Casablanca is one of the most well-known cities in all of Morocco, but a lot of visitors decide to skip it while visiting the country. At first glimpse, it feels like a large business city with not much to explore. Even locals utter that they got no areas to see. Most of the tourists utilize it as a gateway and prefer investing their time in Marrakech or other well-liked places.
One of the most recurrent question: Is Casablanca worth visiting? We also had a concern about that, but rapidly after beginning to plan the journey we have discovered that Casablanca is the main hub of Morocco with many budget flights and good connections to Europe, so more often than not it is the budget-wise and most convenient way to reach the country. Here’s why it is worth to visit.
Mosque Hassan II:
The majority of Westerners have never been to a mosque, but Masjid Hassan II provides the rare chance to take an excursion. Sitting on the rim of the Atlantic Oceans, it is one of the top architectural wonders of Morocco. King Hassan II commissioned this Mosque, took seven years to complete, and can fit up to twenty-five thousand worshipers. Tours are given in numerous lingos at set times every day, except on Fridays. Visitors to Masjid Hassan II ought to dress respectfully and conservatively (make sure the shoulders, arms, knees, and neckline are covered) and carry a pair of socks, as you will need to remove the shoes for part of your tour.
Shopping For The Souvenirs That Are Moroccan-Style:
Morocco is so well-known with the wonderful carpets, patterns, ceramics, plates, and eye-catching mystical light for interiors. There’s a huge possibility that while moving around the country, you chose that you desire it all for you. If you leave Casablanca, the great idea is to leave all the shopping for the final days not to take all the things with you. Marrakech got extremely nice marketplace beside the Royal Palace. It is safe, clean, and not too busy, but still got all you have to take back home with you!

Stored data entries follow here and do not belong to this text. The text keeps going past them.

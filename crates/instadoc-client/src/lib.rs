//! Client side of the instadoc store wire protocol.
//!
//! `StoreClient` is one connection to a running ephemeral store, addressed by
//! its endpoint URI. It hands out `Database` views for collection-level calls:
//! listing, creating and dropping collections, and reading, inserting and
//! deleting documents.

pub mod config;
pub mod http;

pub use config::ClientConfig;
pub use http::{Database, StoreClient};
pub use instadoc_store::CollectionInfo;

use thiserror::Error;

#[derive(Debug, Error)]
pub enum ClientError {
    #[error("cannot connect to store at {uri}: {reason}")]
    Connect { uri: String, reason: String },
    #[error("HTTP error: {0}")]
    Http(String),
    #[error("not found: {0}")]
    NotFound(String),
    #[error("duplicate key: {0}")]
    DuplicateKey(String),
    #[error("request rejected by store: {0}")]
    Rejected(String),
    #[error("serialization error: {0}")]
    Serialization(String),
    #[error("client config error: {0}")]
    Config(String),
}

Saunter Along The Active Corniche:
The Corniche is a well-liked place with tourists and locals alike. Stretching along the shore, it was once one of the most alluring areas of the city. Although a lot of buildings are now past their prime, you will still locate a good assortment of restaurants and hotels. Certainly, the major cause for numerous to saunter along the walkway is to enjoy the seashore views. The Corniche is also within painless reach of public beaches, ideal for unwinding and seeing the world pass by.
Casablanca Is A Crossroad Of Different Cultures:
The place that we today acquaint as Casablanca was a long time ago ruled by the French, Spanish, and Almoravids. Berbers were the firsts to settle here, in the seventh century, in the eleventh century it was occupied by the Almoravids, and throughout that time it was a base for the buccaneers. Historically Casablanca is one of the main crossroads for the world, and it’s the cause why it’s included in the UNESCO’s tentative list of World Heritage sites. All such powers are still observable inside the city and visiting it with this idea in mind can get you fascinating outlook and clarifies why it’s so diverse.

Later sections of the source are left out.